В. Нижняя граница легких

Аускультация.

Дыхание над областью скопления жидкости ослаблено или полностью отсутствует. В случае прижатия ателектазированного легкого к корню непосредственно выше уровня жидкости на ограниченном пространстве может выслушиваться ослабленное бронхиальное дыхание.

Бронхофония – отрицательна или ослаблена.

Диагностика синдрома:

– Важнейшими признаками являются;

– 1.тупой перкуторный звук над нижними отделами легких

– 2. отсутствие дыхания

3. отрицательная бронхофония в зоне тупости.

Рентгенологически – определяется гомогенное затенение легочного поля с косым расположением верхней границы, смещение средостения в здоровую сторону.

С диагностической и лечебной целью производится плевральная пункция, позволяющая определить характер имеющейся жидкости.

7. Синдром скопления воздуха в плевральной полости.

Скопление воздуха в плевральной полости называется пневмотораксом.

Классификация пневмоторакса

По происхождению:

1. он может быть спонтанным;

2. травматическим;

3. искусственным, произведенным с лечебной целью.

Различают:

1. закрытый пневмоторакс, не имеющий сообщения с атмосферой;

2. открытый, свободно с ней сообщающийся;

3.клапанный, присасывающий воздух на вдохе и вследствие этого постоянно нарастающий.

Жалобы:

1. В момент образования спонтанного пневмоторакса больной испытывает резкую боль в боку;

2. Отмечает кашель и одышку;

3. При клапанном пневмотораксе одышка постепенно нарастает.

Общий осмотр

Вынужденное положение больного– полусидя с наклоном в сторону поражения или лежа на больном боку.. Кожа бледная, нередко покрывается каплями холодного пота (плевропульмональный шок).

Осмотр грудной клетки

Возможно выпячивание пораженной стороны грудной клетки, отставание ее при дыхании, сглаженность межреберных промежутков.

Пальпация.

Голосовое дрожание с пораженной стороны отсутствует. При высоком давлении в плевральной полости (клапанный пневмоторакс) межреберные промежутки – резистентные.

Сравнительная перкуссия.

Над пораженной половиной грудной клетки выявляется громкий тимпанический звук, при клапанном пневмотораксе – притупленно-тимпанический.
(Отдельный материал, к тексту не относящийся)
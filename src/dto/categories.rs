use serde::{Deserialize, Serialize};
use utoipa::ToSchema;

use crate::models::Category;

#[derive(Debug, Deserialize, ToSchema)]
pub struct CreateCategoryRequest {
    pub name: String,
}

#[derive(Debug, Default, Deserialize, ToSchema)]
pub struct UpdateCategoryRequest {
    pub name: Option<String>,
}

#[derive(Serialize, ToSchema)]
#[serde(transparent)]
pub struct CategoryList {
    #[schema(value_type = Vec<Category>)]
    pub items: Vec<Category>,
}
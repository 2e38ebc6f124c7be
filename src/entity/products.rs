use sea_orm::entity::prelude::*;

#[derive(Clone, Debug, PartialEq, DeriveEntityModel)]
#[sea_orm(table_name = "products")]
pub struct Model {
    #[sea_orm(primary_key)]
    pub id: i32,
    pub name: String,
    pub description: String,
    pub price: f64,
    pub category_id: i32,
    pub created_at: DateTimeWithTimeZone,
    pub updated_at: DateTimeWithTimeZone,
}

#[derive(Copy, Clone, Debug, EnumIter, DeriveRelation)]
pub enum Relation {
    // Association by id only; the schema carries no constraint for it.
    #[sea_orm(
        belongs_to = "super::categories::Entity",
        from = "Column::CategoryId",
        to = "super::categories::Column::Id"
    )]
    Categories,
    #[sea_orm(has_many = "super::cart_products::Entity")]
    CartProducts,
}

impl Related<super::categories::Entity> for Entity {
    fn to() -> RelationDef {
        Relation::Categories.def()
    }
}

impl Related<super::carts::Entity> for Entity {
    fn to() -> RelationDef {
        super::cart_products::Relation::Carts.def()
    }

    fn via() -> Option<RelationDef> {
        Some(super::cart_products::Relation::Products.def().rev())
    }
}

impl ActiveModelBehavior for ActiveModel {}
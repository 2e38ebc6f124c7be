#![allow(dead_code)]

use storefront_api::{
    db::{create_orm_conn, run_migrations},
    dto::{categories::CreateCategoryRequest, products::CreateProductRequest},
    models::{Category, Product},
    services::{category_service, product_service},
    state::AppState,
};

/// A freshly migrated in-memory database per test.
pub async fn setup_state() -> anyhow::Result<AppState> {
    let orm = create_orm_conn("sqlite::memory:", 1).await?;
    run_migrations(&orm).await?;
    Ok(AppState { orm })
}

pub async fn seed_category(state: &AppState, name: &str) -> anyhow::Result<Category> {
    let category = category_service::create_category(
        state,
        CreateCategoryRequest {
            name: name.to_string(),
        },
    )
    .await?;
    Ok(category)
}

pub async fn seed_product(
    state: &AppState,
    name: &str,
    price: f64,
    category_id: i32,
) -> anyhow::Result<Product> {
    let product = product_service::create_product(
        state,
        CreateProductRequest {
            name: name.to_string(),
            description: format!("{name} description"),
            price,
            category_id,
        },
    )
    .await?;
    Ok(product)
}
use chrono::Utc;
use sea_orm::ActiveValue::NotSet;
use sea_orm::{ActiveModelTrait, ConnectionTrait, EntityTrait, QueryOrder, Set};

use crate::{
    dto::products::{CreateProductRequest, ProductList, UpdateProductRequest},
    entity::{
        Categories,
        products::{ActiveModel, Column, Entity as Products},
    },
    error::{AppError, AppResult},
    models::Product,
    state::AppState,
};

pub async fn list_products(state: &AppState) -> AppResult<ProductList> {
    let items = Products::find()
        .find_also_related(Categories)
        .order_by_asc(Column::Id)
        .all(&state.orm)
        .await?
        .into_iter()
        .map(|(product, category)| Product::from_entity(product, category))
        .collect();

    Ok(ProductList { items })
}

pub async fn get_product(state: &AppState, id: i32) -> AppResult<Product> {
    load_product(&state.orm, id).await
}

pub async fn create_product(
    state: &AppState,
    payload: CreateProductRequest,
) -> AppResult<Product> {
    let now = Utc::now().fixed_offset();
    let active = ActiveModel {
        id: NotSet,
        name: Set(payload.name),
        description: Set(payload.description),
        price: Set(payload.price),
        category_id: Set(payload.category_id),
        created_at: Set(now),
        updated_at: Set(now),
    };
    let product = active.insert(&state.orm).await?;
    tracing::debug!(product_id = product.id, category_id = product.category_id, "product created");

    load_product(&state.orm, product.id).await
}

pub async fn update_product(
    state: &AppState,
    id: i32,
    payload: UpdateProductRequest,
) -> AppResult<Product> {
    let existing = Products::find_by_id(id).one(&state.orm).await?;
    let existing = match existing {
        Some(p) => p,
        None => return Err(AppError::NotFound("Product")),
    };

    let mut active: ActiveModel = existing.into();
    if let Some(name) = payload.name {
        active.name = Set(name);
    }
    if let Some(description) = payload.description {
        active.description = Set(description);
    }
    if let Some(price) = payload.price {
        active.price = Set(price);
    }
    if let Some(category_id) = payload.category_id {
        active.category_id = Set(category_id);
    }
    active.updated_at = Set(Utc::now().fixed_offset());

    let product = active.update(&state.orm).await?;
    tracing::debug!(product_id = product.id, "product updated");

    load_product(&state.orm, product.id).await
}

/// Removes the product if it exists; deleting an unknown id is not an error.
pub async fn delete_product(state: &AppState, id: i32) -> AppResult<()> {
    let result = Products::delete_by_id(id).exec(&state.orm).await?;
    tracing::debug!(product_id = id, rows = result.rows_affected, "product deleted");
    Ok(())
}

/// Fetch one product with its category, on a plain connection or inside a
/// transaction.
pub(crate) async fn load_product<C>(conn: &C, id: i32) -> AppResult<Product>
where
    C: ConnectionTrait,
{
    let found = Products::find_by_id(id)
        .find_also_related(Categories)
        .one(conn)
        .await?;
    match found {
        Some((product, category)) => Ok(Product::from_entity(product, category)),
        None => Err(AppError::NotFound("Product")),
    }
}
Топографическая перкуссия.

Нижняя граница легких и ее подвижность не определяются.

Аускультация.

Дыхание с пораженной стороны резко ослаблено или отсутствует, бронхофония отрицательна. Если полость плевры свободно сообщается с бронхом, может выслушиваться бронхиальное дыхание и положительная бронхофония.
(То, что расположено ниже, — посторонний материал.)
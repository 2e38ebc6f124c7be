use axum::Json;
use serde::Serialize;
use utoipa::ToSchema;

use crate::response::ApiResponse;

#[derive(Serialize, ToSchema)]
pub struct HealthData {
    pub status: String,
}

#[utoipa::path(
    get,
    path = "/health",
    responses(
        (status = 200, description = "OK", body = ApiResponse<HealthData>),
    ),
        tag = "Health"
)]
pub async fn health_check() -> Json<ApiResponse<HealthData>> {
    let data = HealthData {
        status: "ok".to_string(),
    };

    Json(ApiResponse::new("Health check", data))
}
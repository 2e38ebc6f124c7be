use tracing_subscriber::{layer::SubscriberExt, util::SubscriberInitExt};

use std::net::SocketAddr;

use storefront_api::{
    app::create_app,
    config::AppConfig,
    db::{create_orm_conn, run_migrations},
    state::AppState,
};

#[tokio::main]
async fn main() -> anyhow::Result<()> {
    dotenvy::dotenv().ok();
    tracing_subscriber::registry()
        .with(
            tracing_subscriber::EnvFilter::try_from_default_env()
                .unwrap_or_else(|_| "info,storefront_api=debug".into()),
        )
        .with(tracing_subscriber::fmt::layer())
        .init();

    let config = AppConfig::from_env()?;
    let orm = create_orm_conn(&config.database_url, config.max_connections).await?;
    run_migrations(&orm).await?;

    let app = create_app(AppState { orm });

    let addr = SocketAddr::from((config.host.parse::<std::net::IpAddr>()?, config.port));
    tracing::info!("listening on {}", addr);

    axum::serve(tokio::net::TcpListener::bind(addr).await?, app).await?;

    Ok(())
}
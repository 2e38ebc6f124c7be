use chrono::Utc;
use sea_orm::ActiveValue::NotSet;
use sea_orm::{ActiveModelTrait, EntityTrait, ModelTrait, QueryOrder, Set};

use crate::{
    dto::categories::{CategoryList, CreateCategoryRequest, UpdateCategoryRequest},
    entity::{
        Products,
        categories::{ActiveModel, Column, Entity as Categories},
        products::Column as ProdCol,
    },
    error::{AppError, AppResult},
    models::Category,
    state::AppState,
};

pub async fn list_categories(state: &AppState) -> AppResult<CategoryList> {
    let items = Categories::find()
        .find_with_related(Products)
        .order_by_asc(Column::Id)
        .order_by_asc(ProdCol::Id)
        .all(&state.orm)
        .await?
        .into_iter()
        .map(|(category, products)| Category::from_entity(category, products))
        .collect();

    Ok(CategoryList { items })
}

pub async fn get_category(state: &AppState, id: i32) -> AppResult<Category> {
    let category = Categories::find_by_id(id).one(&state.orm).await?;
    let category = match category {
        Some(c) => c,
        None => return Err(AppError::NotFound("Category")),
    };

    let products = category
        .find_related(Products)
        .order_by_asc(ProdCol::Id)
        .all(&state.orm)
        .await?;

    Ok(Category::from_entity(category, products))
}

pub async fn create_category(
    state: &AppState,
    payload: CreateCategoryRequest,
) -> AppResult<Category> {
    let now = Utc::now().fixed_offset();
    let category = ActiveModel {
        id: NotSet,
        name: Set(payload.name),
        created_at: Set(now),
        updated_at: Set(now),
    }
    .insert(&state.orm)
    .await?;
    tracing::debug!(category_id = category.id, "category created");

    Ok(Category::from_entity(category, Vec::new()))
}

pub async fn update_category(
    state: &AppState,
    id: i32,
    payload: UpdateCategoryRequest,
) -> AppResult<Category> {
    let existing = Categories::find_by_id(id).one(&state.orm).await?;
    let existing = match existing {
        Some(c) => c,
        None => return Err(AppError::NotFound("Category")),
    };

    let mut active: ActiveModel = existing.into();
    if let Some(name) = payload.name {
        active.name = Set(name);
    }
    active.updated_at = Set(Utc::now().fixed_offset());
    let category = active.update(&state.orm).await?;
    tracing::debug!(category_id = category.id, "category updated");

    let products = category
        .find_related(Products)
        .order_by_asc(ProdCol::Id)
        .all(&state.orm)
        .await?;

    Ok(Category::from_entity(category, products))
}

/// Products keep pointing at a deleted category; nothing cascades.
pub async fn delete_category(state: &AppState, id: i32) -> AppResult<()> {
    let result = Categories::delete_by_id(id).exec(&state.orm).await?;
    tracing::debug!(category_id = id, rows = result.rows_affected, "category deleted");
    Ok(())
}
pub mod cart;
pub mod categories;
pub mod payments;
pub mod products;
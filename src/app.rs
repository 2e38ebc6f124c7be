use axum::{
    Json, Router,
    http::{HeaderName, Method, Request, Response, StatusCode, Uri},
    routing::get,
};
use tower::limit::ConcurrencyLimitLayer;
use tower_http::cors::{Any, CorsLayer};
use tower_http::limit::RequestBodyLimitLayer;
use tower_http::request_id::{MakeRequestUuid, PropagateRequestIdLayer, SetRequestIdLayer};
use tower_http::trace::TraceLayer;

use std::time::Duration;

use crate::{
    response::ApiResponse,
    routes::{create_api_router, doc::scalar_docs, health},
    state::AppState,
};

/// The full service: API routes, health, docs, fallback and middleware.
pub fn create_app(state: AppState) -> Router {
    let concurrency_limit_layer = ConcurrencyLimitLayer::new(100);

    let cors_layer = CorsLayer::new()
        .allow_origin(Any)
        .allow_methods([Method::GET, Method::POST, Method::PUT, Method::DELETE])
        .allow_headers(Any);

    let request_id_header = HeaderName::from_static("x-request-id");
    let trace_layer = TraceLayer::new_for_http()
        .make_span_with(|request: &Request<_>| {
            let request_id = request
                .headers()
                .get("x-request-id")
                .and_then(|value| value.to_str().ok())
                .unwrap_or("-");
            tracing::info_span!(
                "http_request",
                method = %request.method(),
                uri = %request.uri(),
                request_id = %request_id
            )
        })
        .on_request(|request: &Request<_>, _span: &tracing::Span| {
            tracing::info!(
                method = %request.method(),
                uri = %request.uri(),
                "request started"
            );
        })
        .on_response(|response: &Response<_>, latency: Duration, _span: &tracing::Span| {
            tracing::info!(
                status = %response.status(),
                ms = %latency.as_millis(),
                "request finished"
            );
        });

    Router::new()
        .route("/health", get(health::health_check))
        .merge(create_api_router())
        .merge(scalar_docs())
        .fallback(not_found)
        .layer(trace_layer)
        .layer(cors_layer)
        .layer(PropagateRequestIdLayer::new(request_id_header.clone()))
        .layer(SetRequestIdLayer::new(request_id_header, MakeRequestUuid))
        .layer(RequestBodyLimitLayer::new(1024 * 1024))
        .layer(concurrency_limit_layer)
        .with_state(state)
}

async fn not_found(uri: Uri) -> (StatusCode, Json<ApiResponse<serde_json::Value>>) {
    let body = ApiResponse::new("Not Found", serde_json::json!({ "path": uri.path() }));
    (StatusCode::NOT_FOUND, Json(body))
}
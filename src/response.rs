use serde::Serialize;
use utoipa::ToSchema;

/// Envelope for responses that are not entity representations: errors,
/// health probes and unknown routes.
#[derive(Debug, Serialize, ToSchema)]
pub struct ApiResponse<T> {
    pub message: String,
    pub data: Option<T>,
}

impl<T: Serialize> ApiResponse<T> {
    pub fn new(message: impl Into<String>, data: T) -> Self {
        Self {
            message: message.into(),
            data: Some(data),
        }
    }
}
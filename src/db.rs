use anyhow::Result;
use sea_orm::{ConnectOptions, Database, DatabaseConnection};
use sea_orm_migration::MigratorTrait;

use crate::migration::Migrator;

/// Create the SeaORM connection shared by every request handler.
pub async fn create_orm_conn(database_url: &str, max_connections: u32) -> Result<DatabaseConnection> {
    let mut options = ConnectOptions::new(database_url.to_owned());
    // An in-memory SQLite database lives and dies with its connection, so the
    // pool must keep at least one open.
    options
        .max_connections(max_connections.max(1))
        .min_connections(1)
        .sqlx_logging(false);
    let conn = Database::connect(options).await?;
    Ok(conn)
}

/// Apply every pending schema migration.
pub async fn run_migrations(conn: &DatabaseConnection) -> Result<()> {
    Migrator::up(conn, None).await?;
    Ok(())
}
Диагностика пневмоторакса:

– Отставание при дыхании пораженной половины грудной клетки;

– Отсутствие голосового дрожания;

– Громкий тимпанический звук;

– Резко ослабленное дыхание над пораженной половиной грудной клетки.

Рентгенологически:

– Обнаруживается светлое легочное поле без легочного рисунка, ближе к корню;

– Тень поджатого легкого;

– Средостение при клапанном пневмотораксе смещено в здоровую сторону.

Гидропневмоторакс, пиопневмоторакс, гемопневмоторакс.

Одновременное скопление в плевральной полости воздуха и жидкости (экссудат, гной, кровь) носит название – гидропневмоторакс, пиопневмоторакс, гемопневмоторакс.

Особенности перкуторной картины:

1. Над пораженной половиной грудной клетки обнаруживают сочетание тупого перкуторного звука, который располагается в нижней части (наличие жидкости);

2. Тимпанический перкуторный звук выявляется в верхней части поражения (присутствие воздуха).

Аускультация.

На стороне поражения отмечается отсутствие или резкое ослабление везикулярное дыхание.